## Exercise
Return a copy of every line in the records that includes the word "animation".

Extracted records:
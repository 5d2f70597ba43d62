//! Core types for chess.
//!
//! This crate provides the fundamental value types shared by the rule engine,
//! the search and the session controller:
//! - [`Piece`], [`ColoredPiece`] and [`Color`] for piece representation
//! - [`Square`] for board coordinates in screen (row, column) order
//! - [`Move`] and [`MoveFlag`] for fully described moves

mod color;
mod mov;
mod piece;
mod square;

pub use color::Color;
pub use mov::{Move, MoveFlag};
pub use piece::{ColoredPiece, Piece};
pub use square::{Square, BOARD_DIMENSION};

==

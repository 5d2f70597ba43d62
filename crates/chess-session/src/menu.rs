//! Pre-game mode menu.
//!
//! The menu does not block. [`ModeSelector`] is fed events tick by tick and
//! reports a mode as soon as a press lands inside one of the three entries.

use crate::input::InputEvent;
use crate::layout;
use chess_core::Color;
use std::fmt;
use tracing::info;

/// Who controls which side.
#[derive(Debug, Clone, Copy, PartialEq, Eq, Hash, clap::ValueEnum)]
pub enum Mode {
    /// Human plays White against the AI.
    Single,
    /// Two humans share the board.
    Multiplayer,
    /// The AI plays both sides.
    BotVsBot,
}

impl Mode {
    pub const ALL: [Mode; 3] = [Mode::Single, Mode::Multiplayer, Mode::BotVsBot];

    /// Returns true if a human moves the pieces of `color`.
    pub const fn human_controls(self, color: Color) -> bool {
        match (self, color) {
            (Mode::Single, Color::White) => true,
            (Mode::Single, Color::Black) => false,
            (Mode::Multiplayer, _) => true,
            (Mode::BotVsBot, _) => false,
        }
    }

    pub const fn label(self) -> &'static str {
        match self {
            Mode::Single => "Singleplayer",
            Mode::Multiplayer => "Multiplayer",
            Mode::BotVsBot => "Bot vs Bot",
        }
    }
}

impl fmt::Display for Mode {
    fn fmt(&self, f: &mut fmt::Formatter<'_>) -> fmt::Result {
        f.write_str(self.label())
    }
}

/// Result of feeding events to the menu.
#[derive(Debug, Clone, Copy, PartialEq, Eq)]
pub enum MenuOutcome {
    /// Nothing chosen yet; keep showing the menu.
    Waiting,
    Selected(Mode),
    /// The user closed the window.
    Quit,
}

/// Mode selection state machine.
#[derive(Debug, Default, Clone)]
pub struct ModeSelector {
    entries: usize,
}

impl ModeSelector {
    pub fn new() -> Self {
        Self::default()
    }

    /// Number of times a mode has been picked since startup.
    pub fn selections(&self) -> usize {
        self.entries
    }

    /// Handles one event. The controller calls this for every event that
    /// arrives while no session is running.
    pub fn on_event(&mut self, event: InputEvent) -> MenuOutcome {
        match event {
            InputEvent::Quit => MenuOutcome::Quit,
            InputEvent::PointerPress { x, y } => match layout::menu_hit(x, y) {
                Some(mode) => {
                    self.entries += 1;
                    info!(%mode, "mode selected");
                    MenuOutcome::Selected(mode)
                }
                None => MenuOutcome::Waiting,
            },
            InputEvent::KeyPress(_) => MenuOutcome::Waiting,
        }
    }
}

--

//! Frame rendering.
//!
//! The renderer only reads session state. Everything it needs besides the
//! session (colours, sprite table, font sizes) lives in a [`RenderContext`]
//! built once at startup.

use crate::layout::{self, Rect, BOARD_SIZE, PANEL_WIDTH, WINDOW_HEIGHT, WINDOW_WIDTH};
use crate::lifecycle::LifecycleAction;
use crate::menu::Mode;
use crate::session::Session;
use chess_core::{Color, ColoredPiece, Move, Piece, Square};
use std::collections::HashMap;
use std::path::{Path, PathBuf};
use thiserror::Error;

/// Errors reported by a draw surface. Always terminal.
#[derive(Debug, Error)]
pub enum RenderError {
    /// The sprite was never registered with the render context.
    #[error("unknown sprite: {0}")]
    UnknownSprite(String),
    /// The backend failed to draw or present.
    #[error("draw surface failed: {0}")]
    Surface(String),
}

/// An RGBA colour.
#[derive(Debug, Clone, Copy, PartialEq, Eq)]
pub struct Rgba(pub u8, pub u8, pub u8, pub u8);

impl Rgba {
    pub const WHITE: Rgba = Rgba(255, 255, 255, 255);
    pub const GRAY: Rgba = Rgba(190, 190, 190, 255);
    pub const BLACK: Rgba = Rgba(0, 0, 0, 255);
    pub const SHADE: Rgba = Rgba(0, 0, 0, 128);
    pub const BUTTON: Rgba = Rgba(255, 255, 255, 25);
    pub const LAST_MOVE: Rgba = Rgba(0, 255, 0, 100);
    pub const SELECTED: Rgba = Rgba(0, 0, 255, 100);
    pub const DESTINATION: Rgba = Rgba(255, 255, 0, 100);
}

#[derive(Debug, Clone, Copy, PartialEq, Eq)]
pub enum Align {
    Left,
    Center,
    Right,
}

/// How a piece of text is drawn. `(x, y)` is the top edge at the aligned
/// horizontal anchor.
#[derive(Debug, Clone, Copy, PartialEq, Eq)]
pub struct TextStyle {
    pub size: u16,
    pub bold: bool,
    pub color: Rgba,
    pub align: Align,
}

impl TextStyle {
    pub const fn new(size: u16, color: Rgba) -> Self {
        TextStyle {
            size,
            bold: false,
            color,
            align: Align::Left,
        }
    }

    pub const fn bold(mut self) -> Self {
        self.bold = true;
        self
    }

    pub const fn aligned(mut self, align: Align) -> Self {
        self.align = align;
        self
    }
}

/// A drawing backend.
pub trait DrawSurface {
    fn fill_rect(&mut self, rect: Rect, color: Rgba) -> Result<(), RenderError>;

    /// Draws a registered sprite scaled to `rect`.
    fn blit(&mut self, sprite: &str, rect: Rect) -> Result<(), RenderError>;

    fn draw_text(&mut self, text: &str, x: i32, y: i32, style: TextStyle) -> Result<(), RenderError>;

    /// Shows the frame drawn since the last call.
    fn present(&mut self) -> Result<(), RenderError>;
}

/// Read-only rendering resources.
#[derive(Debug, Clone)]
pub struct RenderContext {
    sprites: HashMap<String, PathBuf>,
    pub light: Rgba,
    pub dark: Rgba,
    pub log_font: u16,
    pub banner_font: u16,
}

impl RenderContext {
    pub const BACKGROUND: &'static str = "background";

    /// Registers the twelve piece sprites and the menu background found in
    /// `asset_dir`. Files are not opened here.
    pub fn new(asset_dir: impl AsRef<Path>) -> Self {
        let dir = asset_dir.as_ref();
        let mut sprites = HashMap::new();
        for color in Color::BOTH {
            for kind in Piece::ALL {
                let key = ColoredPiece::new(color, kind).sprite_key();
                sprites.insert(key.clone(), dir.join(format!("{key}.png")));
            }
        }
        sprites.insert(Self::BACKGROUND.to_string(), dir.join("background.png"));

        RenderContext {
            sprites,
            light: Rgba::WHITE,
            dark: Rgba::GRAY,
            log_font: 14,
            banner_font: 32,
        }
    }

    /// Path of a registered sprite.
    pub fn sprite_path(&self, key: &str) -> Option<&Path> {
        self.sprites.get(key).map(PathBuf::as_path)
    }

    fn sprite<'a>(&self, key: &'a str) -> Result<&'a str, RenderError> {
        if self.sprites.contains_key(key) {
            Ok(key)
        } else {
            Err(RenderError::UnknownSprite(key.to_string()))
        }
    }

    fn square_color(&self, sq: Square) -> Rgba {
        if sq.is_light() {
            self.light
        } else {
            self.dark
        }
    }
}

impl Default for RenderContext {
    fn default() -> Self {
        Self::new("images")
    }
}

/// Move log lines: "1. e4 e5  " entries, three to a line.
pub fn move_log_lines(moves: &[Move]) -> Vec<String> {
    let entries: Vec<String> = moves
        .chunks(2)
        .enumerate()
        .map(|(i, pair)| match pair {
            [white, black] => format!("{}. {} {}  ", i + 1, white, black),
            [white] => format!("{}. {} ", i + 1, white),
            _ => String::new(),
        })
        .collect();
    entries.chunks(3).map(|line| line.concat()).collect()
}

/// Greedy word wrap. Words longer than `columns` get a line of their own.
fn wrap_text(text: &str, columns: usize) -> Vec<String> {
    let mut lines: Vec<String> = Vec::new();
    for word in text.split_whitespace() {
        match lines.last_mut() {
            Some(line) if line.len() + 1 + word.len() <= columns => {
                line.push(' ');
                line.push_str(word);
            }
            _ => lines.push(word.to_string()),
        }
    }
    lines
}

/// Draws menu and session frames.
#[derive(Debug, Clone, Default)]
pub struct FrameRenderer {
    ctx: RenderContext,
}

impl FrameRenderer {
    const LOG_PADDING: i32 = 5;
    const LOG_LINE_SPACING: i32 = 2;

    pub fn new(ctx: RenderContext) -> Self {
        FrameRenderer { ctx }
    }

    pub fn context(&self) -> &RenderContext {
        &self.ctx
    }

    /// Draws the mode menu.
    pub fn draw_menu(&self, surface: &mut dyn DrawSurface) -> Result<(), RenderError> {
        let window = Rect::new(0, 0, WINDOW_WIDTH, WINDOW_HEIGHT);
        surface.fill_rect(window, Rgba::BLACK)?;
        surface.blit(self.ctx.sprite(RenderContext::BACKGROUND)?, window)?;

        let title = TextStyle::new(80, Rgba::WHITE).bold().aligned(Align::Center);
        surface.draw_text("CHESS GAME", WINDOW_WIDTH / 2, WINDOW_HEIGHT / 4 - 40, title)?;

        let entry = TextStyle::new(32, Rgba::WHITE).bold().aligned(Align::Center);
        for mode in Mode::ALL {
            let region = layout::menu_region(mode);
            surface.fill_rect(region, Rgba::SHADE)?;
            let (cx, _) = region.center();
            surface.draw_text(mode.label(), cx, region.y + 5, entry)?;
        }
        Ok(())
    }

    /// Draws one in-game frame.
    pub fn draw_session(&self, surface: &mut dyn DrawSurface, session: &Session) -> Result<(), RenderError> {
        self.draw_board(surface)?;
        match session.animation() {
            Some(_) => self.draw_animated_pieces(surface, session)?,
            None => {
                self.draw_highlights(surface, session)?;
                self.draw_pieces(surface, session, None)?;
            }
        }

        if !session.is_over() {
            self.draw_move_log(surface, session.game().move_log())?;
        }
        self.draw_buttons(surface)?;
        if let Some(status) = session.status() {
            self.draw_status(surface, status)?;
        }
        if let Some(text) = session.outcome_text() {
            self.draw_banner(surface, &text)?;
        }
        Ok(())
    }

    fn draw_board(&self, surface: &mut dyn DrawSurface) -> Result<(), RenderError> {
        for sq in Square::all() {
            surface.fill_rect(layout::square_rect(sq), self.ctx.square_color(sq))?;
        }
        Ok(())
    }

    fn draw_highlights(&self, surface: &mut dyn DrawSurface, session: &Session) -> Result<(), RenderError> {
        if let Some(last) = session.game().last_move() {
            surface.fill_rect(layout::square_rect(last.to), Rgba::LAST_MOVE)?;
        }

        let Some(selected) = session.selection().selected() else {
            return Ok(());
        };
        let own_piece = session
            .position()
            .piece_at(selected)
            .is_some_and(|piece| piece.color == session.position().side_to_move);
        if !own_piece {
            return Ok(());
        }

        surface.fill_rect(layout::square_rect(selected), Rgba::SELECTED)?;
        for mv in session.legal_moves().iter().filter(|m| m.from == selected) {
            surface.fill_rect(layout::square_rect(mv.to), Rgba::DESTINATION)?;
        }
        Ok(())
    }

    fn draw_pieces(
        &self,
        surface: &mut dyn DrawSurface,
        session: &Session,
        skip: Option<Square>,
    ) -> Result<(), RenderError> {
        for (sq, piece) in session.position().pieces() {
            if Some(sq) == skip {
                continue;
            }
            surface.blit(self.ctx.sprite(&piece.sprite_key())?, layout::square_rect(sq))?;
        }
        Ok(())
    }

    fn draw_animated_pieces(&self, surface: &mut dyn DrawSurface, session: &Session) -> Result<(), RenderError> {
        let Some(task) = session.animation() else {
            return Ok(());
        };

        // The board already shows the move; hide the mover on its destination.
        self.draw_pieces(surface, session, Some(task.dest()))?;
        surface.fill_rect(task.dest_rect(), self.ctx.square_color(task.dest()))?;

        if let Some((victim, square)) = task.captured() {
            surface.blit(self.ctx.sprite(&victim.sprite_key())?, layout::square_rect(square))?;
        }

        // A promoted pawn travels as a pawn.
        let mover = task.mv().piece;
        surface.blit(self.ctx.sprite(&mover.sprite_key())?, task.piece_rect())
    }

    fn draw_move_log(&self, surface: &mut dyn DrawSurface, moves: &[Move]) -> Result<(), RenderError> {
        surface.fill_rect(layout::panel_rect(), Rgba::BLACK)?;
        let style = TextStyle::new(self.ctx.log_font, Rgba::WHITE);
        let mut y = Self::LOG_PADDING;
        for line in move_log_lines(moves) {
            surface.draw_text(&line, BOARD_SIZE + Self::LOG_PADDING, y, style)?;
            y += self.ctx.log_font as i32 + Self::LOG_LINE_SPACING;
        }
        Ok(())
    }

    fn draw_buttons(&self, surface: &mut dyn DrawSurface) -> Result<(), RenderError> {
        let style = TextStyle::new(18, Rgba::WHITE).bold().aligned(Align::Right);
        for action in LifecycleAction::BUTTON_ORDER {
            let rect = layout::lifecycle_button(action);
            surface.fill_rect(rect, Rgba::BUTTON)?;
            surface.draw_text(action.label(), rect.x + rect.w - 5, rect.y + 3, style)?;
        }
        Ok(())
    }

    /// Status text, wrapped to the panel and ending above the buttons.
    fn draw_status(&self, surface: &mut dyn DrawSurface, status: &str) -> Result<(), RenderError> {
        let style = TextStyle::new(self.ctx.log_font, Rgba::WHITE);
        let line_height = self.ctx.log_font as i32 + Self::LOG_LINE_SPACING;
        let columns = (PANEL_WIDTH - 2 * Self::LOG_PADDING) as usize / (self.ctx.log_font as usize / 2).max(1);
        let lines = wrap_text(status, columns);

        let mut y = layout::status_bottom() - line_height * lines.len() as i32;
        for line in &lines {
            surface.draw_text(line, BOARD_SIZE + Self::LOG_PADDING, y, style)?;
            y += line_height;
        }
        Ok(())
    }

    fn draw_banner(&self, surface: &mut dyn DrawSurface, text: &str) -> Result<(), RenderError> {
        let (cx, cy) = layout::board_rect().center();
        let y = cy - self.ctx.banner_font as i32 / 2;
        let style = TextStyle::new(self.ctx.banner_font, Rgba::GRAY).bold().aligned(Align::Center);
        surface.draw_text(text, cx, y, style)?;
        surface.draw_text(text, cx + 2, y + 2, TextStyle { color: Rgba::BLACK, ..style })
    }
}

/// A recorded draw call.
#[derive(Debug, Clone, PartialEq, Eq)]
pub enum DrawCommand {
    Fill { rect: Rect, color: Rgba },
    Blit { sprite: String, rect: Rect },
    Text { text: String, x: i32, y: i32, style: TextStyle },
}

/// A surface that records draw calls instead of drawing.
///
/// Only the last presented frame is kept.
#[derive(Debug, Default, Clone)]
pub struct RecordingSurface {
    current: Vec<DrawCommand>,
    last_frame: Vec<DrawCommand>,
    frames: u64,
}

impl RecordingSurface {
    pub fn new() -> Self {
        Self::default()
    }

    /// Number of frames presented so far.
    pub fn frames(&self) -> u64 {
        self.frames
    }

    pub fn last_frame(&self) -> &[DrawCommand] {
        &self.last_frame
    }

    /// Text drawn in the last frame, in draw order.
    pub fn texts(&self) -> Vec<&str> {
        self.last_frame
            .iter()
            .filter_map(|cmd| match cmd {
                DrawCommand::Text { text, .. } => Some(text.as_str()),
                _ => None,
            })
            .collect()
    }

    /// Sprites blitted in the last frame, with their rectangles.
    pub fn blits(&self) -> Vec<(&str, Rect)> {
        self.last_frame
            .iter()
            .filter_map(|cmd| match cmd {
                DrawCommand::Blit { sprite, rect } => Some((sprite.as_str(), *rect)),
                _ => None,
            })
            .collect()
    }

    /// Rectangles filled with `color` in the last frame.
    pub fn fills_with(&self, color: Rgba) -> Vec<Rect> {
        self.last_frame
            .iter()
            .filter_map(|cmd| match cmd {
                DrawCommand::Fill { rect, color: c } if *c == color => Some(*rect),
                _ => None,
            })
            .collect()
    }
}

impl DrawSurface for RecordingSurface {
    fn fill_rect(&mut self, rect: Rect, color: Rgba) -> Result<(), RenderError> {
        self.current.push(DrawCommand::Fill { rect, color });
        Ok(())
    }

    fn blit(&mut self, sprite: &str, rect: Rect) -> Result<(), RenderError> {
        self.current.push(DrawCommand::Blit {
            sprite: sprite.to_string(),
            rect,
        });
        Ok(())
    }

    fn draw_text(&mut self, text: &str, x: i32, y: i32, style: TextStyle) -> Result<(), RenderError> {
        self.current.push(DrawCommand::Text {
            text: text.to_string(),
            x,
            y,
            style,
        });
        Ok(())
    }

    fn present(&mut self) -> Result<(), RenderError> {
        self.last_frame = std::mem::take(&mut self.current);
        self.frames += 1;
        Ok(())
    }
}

## Answer section
        match session.animation() {
        let Some(task) = session.animation() else {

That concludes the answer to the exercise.